Oregon Federal Court Issues Two Rulings on Termination Under Motor Vehicle Dealerships Act
Posted in Terminations

The United States District Court for the District of Oregon recently issued two important decisions interpreting Oregon’s Motor Vehicle Dealerships Act—both involving the termination of the same motorcycle dealership, Everything Cycles, Inc. (“ECI”). The ECI terminations arose out of the felony conviction of ECI’s sole owner for purchasing a stolen motorcycle on the internet. The conviction caused ECI to lose its business license in the municipality in which it operated, forcing it to relocate to a different city.

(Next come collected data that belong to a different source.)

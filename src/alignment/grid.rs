//! Shared, regularly spaced time axis

use super::Frequency;
use crate::error::{InsightError, Result};
use chrono::{DateTime, Utc};
use serde::{Deserialize, Serialize};

/// Regularly spaced sequence of bucket starts covering `[start, end]`
#[derive(Debug, Clone, PartialEq, Eq, Serialize, Deserialize)]
pub struct TimeGrid {
    frequency: Frequency,
    first_bucket: i64,
    len: usize,
    start: DateTime<Utc>,
    end: DateTime<Utc>,
}

impl TimeGrid {
    /// Build the grid spanning the buckets of `start` and `end` inclusive.
    ///
    /// Fails with [`InsightError::InsufficientTimeSpan`] when both fall into
    /// the same bucket and with [`InsightError::GridTooLarge`] when the grid
    /// would hold more than `max_points` buckets. A grid whose first or last
    /// bucket starts outside the representable time range is a validation
    /// error; every bucket in between is then representable too.
    pub fn new(
        start: DateTime<Utc>,
        end: DateTime<Utc>,
        frequency: Frequency,
        max_points: usize,
    ) -> Result<Self> {
        frequency.validate()?;
        if end < start {
            return Err(InsightError::ValidationError(format!(
                "grid end {} precedes start {}",
                end, start
            )));
        }

        let first_bucket = frequency.bucket_index(start);
        let last_bucket = frequency.bucket_index(end);
        let span = (last_bucket - first_bucket) as u64 + 1;

        if span < 2 {
            return Err(InsightError::InsufficientTimeSpan { distinct: span as usize });
        }
        if span > max_points as u64 {
            return Err(InsightError::GridTooLarge {
                points: usize::try_from(span).unwrap_or(usize::MAX),
                limit: max_points,
            });
        }

        let bucket_start = |index: i64| {
            frequency.bucket_start(index).ok_or_else(|| {
                InsightError::ValidationError(format!(
                    "bucket {} at frequency {} lies outside the representable time range",
                    index, frequency
                ))
            })
        };
        let grid_start = bucket_start(first_bucket)?;
        let grid_end = bucket_start(last_bucket)?;

        Ok(Self {
            frequency,
            first_bucket,
            len: span as usize,
            start: grid_start,
            end: grid_end,
        })
    }

    /// Number of grid points
    pub fn len(&self) -> usize {
        self.len
    }

    /// True if the grid has no points
    pub fn is_empty(&self) -> bool {
        self.len == 0
    }

    /// Spacing of the grid
    pub fn frequency(&self) -> Frequency {
        self.frequency
    }

    /// First grid timestamp
    pub fn start(&self) -> DateTime<Utc> {
        self.start
    }

    /// Last grid timestamp
    pub fn end(&self) -> DateTime<Utc> {
        self.end
    }

    /// Grid timestamp at position `idx`
    pub fn timestamp(&self, idx: usize) -> Option<DateTime<Utc>> {
        if idx >= self.len {
            return None;
        }
        self.frequency.bucket_start(self.first_bucket + idx as i64)
    }

    /// All grid timestamps in ascending order
    pub fn timestamps(&self) -> Vec<DateTime<Utc>> {
        (0..self.len as i64)
            .filter_map(|i| self.frequency.bucket_start(self.first_bucket + i))
            .collect()
    }

    /// Position of the bucket containing `ts`, if it lies on the grid
    pub fn index_of(&self, ts: DateTime<Utc>) -> Option<usize> {
        let offset = self.frequency.bucket_index(ts) - self.first_bucket;
        (offset >= 0 && (offset as usize) < self.len).then_some(offset as usize)
    }
}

As reported in Issue 102 of The GPMemorandum, Yamaha Motor Corp. U.S.A. already had terminated ECI as a dealer of Yamaha products, citing ECI’s failure to obtain required approval of its relocation. ECI, however, was permitted to continue in operation pending the court’s good cause determination, and Yamaha was required to continue to supply ECI with products.

In Everything Cycles, Inc. v. Yamaha Motor Corp. U.S.A., 2008 WL 2167177 (D. Or. May 22, 2008), the parties were back in court with each seeking partial summary judgment. Yamaha contended that the Motor Vehicle Dealerships Act, and its “good cause” requirement does not apply to Yamaha’s termination of ECI because the dealership sells ATVs and other off-road vehicles. Yamaha argued that by its terms, the Act applies to vehicles “for transportation of persons…upon a public highway” and to “construction” vehicles. Although the court agreed with Yamaha that the Act does not apply to off-road vehicles, it nonetheless determined that the Act applied to Yamaha’s termination of ECI. ECI’s right to sell off-road vehicles, the court concluded, could not be separated from the right to sell on-road vehicles. In reaching this conclusion, the court gave weight to the fact that a single dealership agreement gave ECI the right to sell the various product lines, which were described on addenda attached to the agreement.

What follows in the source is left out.